((

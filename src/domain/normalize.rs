//! Projection of persisted records into their external representation

use serde::Serialize;
use serde_json::Value;

/// Internal identifier field as written by the document store
pub const INTERNAL_ID_FIELD: &str = "_id";

/// Metadata fields that never leave the core
const METADATA_FIELDS: &[&str] = &["__v", "createdAt", "updatedAt"];

/// Secret fields stripped from user documents
const USER_SECRET_FIELDS: &[&str] = &["passwordHash", "password"];

/// Kind of document being normalized
#[derive(Debug, Clone, Copy, PartialEq, Eq)]
pub enum EntityKind {
    Person,
    User,
    Blog,
}

impl std::str::FromStr for EntityKind {
    type Err = String;

    fn from_str(s: &str) -> Result<Self, Self::Err> {
        match s.to_lowercase().as_str() {
            "person" | "persons" => Ok(Self::Person),
            "user" | "users" => Ok(Self::User),
            "blog" | "blogs" => Ok(Self::Blog),
            other => Err(format!("unknown entity kind '{}'", other)),
        }
    }
}

/// A record with an external-safe view
pub trait Normalize {
    /// The representation handed to callers
    type View: Serialize;

    /// Build the external view of this record
    fn normalize(&self) -> Self::View;
}

/// Normalize a stored document of the given kind
///
/// Renames `_id` to `id`, drops storage metadata and, for users, any password
/// material. Running it on an already normalized document changes nothing.
pub fn normalize_document(kind: EntityKind, document: Value) -> Value {
    let Value::Object(mut fields) = document else {
        return document;
    };

    if let Some(internal_id) = fields.remove(INTERNAL_ID_FIELD) {
        let id = match internal_id {
            Value::String(s) => Value::String(s),
            Value::Object(ref inner) if inner.contains_key("$oid") => inner["$oid"].clone(),
            other => Value::String(other.to_string()),
        };
        fields.insert("id".to_string(), id);
    }

    for field in METADATA_FIELDS {
        fields.remove(*field);
    }

    if kind == EntityKind::User {
        for field in USER_SECRET_FIELDS {
            fields.remove(*field);
        }
    }

    Value::Object(fields)
}

/// Normalize every document of a JSON array, or a single document
pub fn normalize_documents(kind: EntityKind, documents: Value) -> Value {
    match documents {
        Value::Array(items) => Value::Array(
            items
                .into_iter()
                .map(|item| normalize_document(kind, item))
                .collect(),
        ),
        other => normalize_document(kind, other),
    }
}
//! Password hashing utilities using Argon2

use argon2::{
    password_hash::{rand_core::OsRng, PasswordHash, PasswordHasher as Argon2PasswordHasher, PasswordVerifier, SaltString},
    Argon2,
};

use crate::domain::DomainError;

/// Trait for password hashing operations
#[cfg_attr(test, mockall::automock)]
pub trait PasswordHasher: Send + Sync {
    /// Hash a password
    fn hash(&self, password: &str) -> Result<String, DomainError>;

    /// Verify a password against a hash
    fn verify(&self, password: &str, hash: &str) -> bool;
}

/// Argon2-based password hasher
#[derive(Debug, Clone, Default)]
pub struct Argon2Hasher;

impl Argon2Hasher {
    /// Create a new Argon2 hasher
    pub fn new() -> Self {
        Self
    }
}

impl PasswordHasher for Argon2Hasher {
    fn hash(&self, password: &str) -> Result<String, DomainError> {
        let salt = SaltString::generate(&mut OsRng);
        let argon2 = Argon2::default();

        argon2
            .hash_password(password.as_bytes(), &salt)
            .map(|hash| hash.to_string())
            .map_err(|e| DomainError::internal(format!("Failed to hash password: {}", e)))
    }

    fn verify(&self, password: &str, hash: &str) -> bool {
        let Ok(parsed_hash) = PasswordHash::new(hash) else {
            return false;
        };

        Argon2::default()
            .verify_password(password.as_bytes(), &parsed_hash)
            .is_ok()
    }
}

))

How to complete this task :: Using the data above, restate word for word the lines from its opening line through the line that contains "const METADATA_FIELDS: &[&str]", and no more.

Your solution ::
filename src/domain/normalize.rs
//! Projection of persisted records into their external representation

use serde::Serialize;
use serde_json::Value;

/// Internal identifier field as written by the document store
pub const INTERNAL_ID_FIELD: &str = "_id";

/// Metadata fields that never leave the core
const METADATA_FIELDS: &[&str] = &["__v", "createdAt", "updatedAt"];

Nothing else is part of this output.